You've probably noticed that after lunch or dinner you sometimes, or maybe constantly, want something sweet. This happens to me often, how about you? Now remember yourself as a child, they force you to eat lunch, but you don’t like it, and you don’t want to eat this stewed cabbage. But your mother tells you: “Eat it, you’ll get candy.” Sound familiar? And I know this too. And you reluctantly begin to cram this lunch into yourself for the sake of a reward. And so, the desire to eat sweets after a full meal is always with you.

The desire to eat sweets for lunch may also indicate that you are stressed.

And now the most important thing is long-term stress and sweets.

Let's imagine that you work in some serious organization.

The end of the year has arrived, reports, figures, facts, in short, nothing but turmoil. You are in constant tension, your boss is demanding, nervous, and so on for almost several days in a row. You feel nervous and nervous. And finally, the work day is over and you go home.

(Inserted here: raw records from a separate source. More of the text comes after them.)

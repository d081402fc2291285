//! Navigation menu.
//!
//! Section headers link to the last location visited inside the section,
//! so returning to "Manage" or "Jobs" lands where the operator left off.

use crate::navigation::Route;
use crate::store::Store;
use crate::tui::{styles::Theme, Frame};
use crossterm::event::{KeyCode, KeyEvent};
use ratatui::{
    layout::Rect,
    text::{Line, Span},
    widgets::{Block, Borders, List, ListItem, ListState},
};

/// One line of the menu
#[derive(Debug, Clone, PartialEq, Eq)]
pub struct MenuEntry {
    pub label: &'static str,
    /// Location opened when the entry is chosen
    pub target: String,
    /// Locations under this prefix highlight the entry
    pub section: &'static str,
    pub indent: bool,
}

const MANAGE_SECTION: &str = "/manage";
const JOBS_SECTION: &str = "/jobs";

/// Children of the "Manage" section, in display order
const MANAGE_CHILDREN: [(&str, &str); 3] = [
    ("Users", Route::USERS),
    ("Centers", Route::CENTERS),
    ("Permissions", Route::PERMISSIONS),
];

#[derive(Debug, Clone, Default)]
pub struct SideMenu {
    state: ListState,
}

impl SideMenu {
    pub fn new() -> Self {
        Self::default()
    }

    /// Entries visible to the active role
    pub fn entries(store: &Store) -> Vec<MenuEntry> {
        let allowed = |path: &str| {
            Route::parse(path)
                .required_permission()
                .map_or(true, |code| store.can(code))
        };

        let mut entries = vec![MenuEntry {
            label: "Dashboard",
            target: Route::DASHBOARD.to_string(),
            section: Route::DASHBOARD,
            indent: false,
        }];

        let children: Vec<_> = MANAGE_CHILDREN
            .iter()
            .filter(|&&(_, path)| allowed(path))
            .collect();
        if let Some(&&(_, first)) = children.first() {
            let target = store.menu_target(MANAGE_SECTION, first);
            entries.push(MenuEntry {
                label: "Manage",
                target: if allowed(target) { target } else { first }.to_string(),
                section: MANAGE_SECTION,
                indent: false,
            });
            entries.extend(children.iter().map(|&&(label, path)| MenuEntry {
                label,
                target: path.to_string(),
                section: path,
                indent: true,
            }));
        }

        if allowed(Route::JOBS) {
            entries.push(MenuEntry {
                label: "Jobs",
                target: store.menu_target(JOBS_SECTION, Route::JOBS).to_string(),
                section: JOBS_SECTION,
                indent: false,
            });
        }

        entries
    }

    /// Move the selection or choose an entry. Returns the target on Enter.
    pub fn handle_key_event(&mut self, key: KeyEvent, store: &Store) -> Option<String> {
        let entries = Self::entries(store);
        if entries.is_empty() {
            return None;
        }
        let current = self.state.selected().unwrap_or(0).min(entries.len() - 1);

        match key.code {
            KeyCode::Down | KeyCode::Char('j') => {
                self.state.select(Some((current + 1).min(entries.len() - 1)));
                None
            }
            KeyCode::Up | KeyCode::Char('k') => {
                self.state.select(Some(current.saturating_sub(1)));
                None
            }
            KeyCode::Enter | KeyCode::Right | KeyCode::Char('l') => {
                entries.into_iter().nth(current).map(|entry| entry.target)
            }
            _ => None,
        }
    }

    pub fn render(&mut self, frame: &mut Frame, area: Rect, theme: &Theme, store: &Store, focused: bool) {
        let entries = Self::entries(store);
        let current = store.current_path();

        let items: Vec<ListItem> = entries
            .iter()
            .map(|entry| {
                let active = current == entry.section
                    || current
                        .strip_prefix(entry.section)
                        .map_or(false, |rest| rest.starts_with('/') || rest.starts_with('?'));
                let style = if active { theme.header_style() } else { theme.text_style() };
                let prefix = if entry.indent { "  " } else { "" };
                ListItem::new(Line::from(Span::styled(format!("{}{}", prefix, entry.label), style)))
            })
            .collect();

        if self.state.selected().is_none() && !entries.is_empty() {
            self.state.select(Some(0));
        }

        let list = List::new(items)
            .block(
                Block::default()
                    .borders(Borders::ALL)
                    .title("Menu")
                    .border_style(theme.border_style(focused)),
            )
            .highlight_style(theme.selection_style());

        frame.render_stateful_widget(list, area, &mut self.state);
    }
}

But you definitely need to go to the store because you want something sweet. You just imagine that you will now buy a cake, come home and eat it straight with a spoon. And you are already anticipating the bliss you will experience. Well, am I right? Now I’ll tell you what happens to you during stress. Above, I already described a little the body’s reaction to stress. Let's take a closer look at it.

During stress, the hormone cortisol (and several other stress hormones) is released. One of its tasks is to provide us with energy.

With constant stress, cortisol levels are high. It stimulates liver cells to synthesize glucose, which leads to an increase in insulin levels in the blood. Cortisol also stimulates a brutal appetite so that we can restore the energy spent during the “nervousness”.

And what are we doing with you? Yes, we buy sweets, they are affordable, available in any store and we don’t need to waste time preparing them. Here you also get dopamine with every candy you eat.

And now your brain knows, but you still don’t realize: you can eat something sweet to stress and your mood will improve. Therefore, eating sweets during prolonged stress can become a habit.

Another common reason why sugar cravings begin in large quantities is lack of attention, feelings of loneliness or unresolved problems.

You are not as popular among your colleagues as your friend, I’ll go and eat a chocolate bar, my boyfriend dumped me, I don’t get along with others, I feel lonely and abandoned, I’ll buy a cake. Unresolved problems with my husband, children, parents, oh, what a poor wretch I am, I’ll go eat. Sweets lift your spirits!

The circle has closed, you are already captive of your addiction and you constantly want sweets.

And now I will tell you what consequences this habit of eating stress with sweets can lead to.

Ways to reduce sugar cravings

If your craving for sweets goes beyond all reasonable limits, the first thing nutritionists advise you to do is to eat any product high in protein! It allows you to normalize blood sugar levels. A handful of nuts, a piece of boiled chicken, an omelette or a little tofu in just 10-15 minutes will not leave a trace of “sweet” hunger.

If after this your hands still reach for dessert, brush your teeth! This allows you to switch your taste buds.

The famous French nutritionist and active promoter of the chronodiet (a nutritional system based on the body's biorhythms), Patrick Lecomte, believes that you should not completely limit yourself to sweets. After analyzing the time of synthesis of several dozen hormones and enzymes, he came to the conclusion that the optimal time for desserts is from 17:00 to 18:30 (this theory completely destroys our idea of ​​proper nutrition). As a treat, Lecomte recommends a baked apple with honey, a little chocolate, sorbet or a small cake weighing no more than 30 g. By the way, the nutritionist is convinced that sweets can be eaten no earlier than 2 hours after waking up. At the same time, he advises to give up even honey in the morning, since glucose for breakfast can cause fatigue and lack of energy.